▸ Provided records
....................
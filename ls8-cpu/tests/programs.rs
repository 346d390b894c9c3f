use ls8_cpu::{Cpu, Error, Exit, program};
use std::path::Path;

fn load(name: &str) -> Cpu {
    let manifest_dir = std::env::var("CARGO_MANIFEST_DIR")
        .expect("CARGO_MANIFEST_DIR not set");
    let path = Path::new(&manifest_dir)
        .parent()
        .expect("missing parent directory")
        .join(format!("programs/{name}.ls8"));
    let text =
        std::fs::read_to_string(&path).expect("could not read program");
    let bytes = program::parse(&text).expect("failed to parse program");

    let mut vm = Cpu::new();
    vm.load(&bytes).expect("program does not fit in RAM");
    vm
}

fn run_and_check(name: &str, expected: &[u8]) {
    let mut vm = load(name);
    let mut out: Vec<u8> = vec![];
    let r = vm.run_until(&mut out, |_, _, i| i > 100_000);
    assert_eq!(r, Ok(Exit::Halted), "{name} did not halt");
    assert_eq!(out, expected, "bad output from {name}");
}

#[test]
fn print8() {
    run_and_check("print8", &[8]);
}

#[test]
fn mult() {
    run_and_check("mult", &[72]);
}

#[test]
fn stack() {
    run_and_check("stack", &[2, 4, 1]);
}

#[test]
fn call() {
    run_and_check("call", &[20, 30, 36, 60]);
    let mut vm = load("call");
    vm.run(&mut Vec::<u8>::new()).unwrap();
    assert_eq!(vm.sp(), ls8_cpu::SP_INIT);
}

#[test]
fn cmp() {
    run_and_check("cmp", &[1, 2, 3]);
}

#[test]
fn countdown() {
    run_and_check("countdown", &[0]);
}

#[test]
fn bad() {
    let mut vm = load("bad");
    let mut out: Vec<u8> = vec![];
    let err = vm.run(&mut out).unwrap_err();
    assert_eq!(out, [5]);
    match err {
        Error::BadInstruction { opcode, trace } => {
            assert_eq!(opcode, 0xff);
            assert_eq!(
                trace.to_string(),
                "TRACE: 05 | 00 | FF 01 00 | 05 00 00 00 00 00 00 F4"
            );
        }
        e => panic!("unexpected error {e:?}"),
    }
}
....................
▸ Required work
For this task, please set down every entry exactly, with no line left out.

▸ Response for this exercise
filename ls8-cpu/tests/programs.rs
repository 346d390b894c9c3f
use ls8_cpu::{Cpu, Error, Exit, program};
use std::path::Path;

fn load(name: &str) -> Cpu {
    let manifest_dir = std::env::var("CARGO_MANIFEST_DIR")
        .expect("CARGO_MANIFEST_DIR not set");
    let path = Path::new(&manifest_dir)
        .parent()
        .expect("missing parent directory")
        .join(format!("programs/{name}.ls8"));
    let text =
        std::fs::read_to_string(&path).expect("could not read program");
    let bytes = program::parse(&text).expect("failed to parse program");

    let mut vm = Cpu::new();
    vm.load(&bytes).expect("program does not fit in RAM");
    vm
}

fn run_and_check(name: &str, expected: &[u8]) {
    let mut vm = load(name);
    let mut out: Vec<u8> = vec![];
    let r = vm.run_until(&mut out, |_, _, i| i > 100_000);
    assert_eq!(r, Ok(Exit::Halted), "{name} did not halt");
    assert_eq!(out, expected, "bad output from {name}");
}

#[test]
fn print8() {
    run_and_check("print8", &[8]);
}

#[test]
fn mult() {
    run_and_check("mult", &[72]);
}

#[test]
fn stack() {
    run_and_check("stack", &[2, 4, 1]);
}

#[test]
fn call() {
    run_and_check("call", &[20, 30, 36, 60]);
    let mut vm = load("call");
    vm.run(&mut Vec::<u8>::new()).unwrap();
    assert_eq!(vm.sp(), ls8_cpu::SP_INIT);
}

#[test]
fn cmp() {
    run_and_check("cmp", &[1, 2, 3]);
}

#[test]
fn countdown() {
    run_and_check("countdown", &[0]);
}

#[test]
fn bad() {
    let mut vm = load("bad");
    let mut out: Vec<u8> = vec![];
    let err = vm.run(&mut out).unwrap_err();
    assert_eq!(out, [5]);
    match err {
        Error::BadInstruction { opcode, trace } => {
            assert_eq!(opcode, 0xff);
            assert_eq!(
                trace.to_string(),
                "TRACE: 05 | 00 | FF 01 00 | 05 00 00 00 00 00 00 F4"
            );
        }
        e => panic!("unexpected error {e:?}"),
    }
}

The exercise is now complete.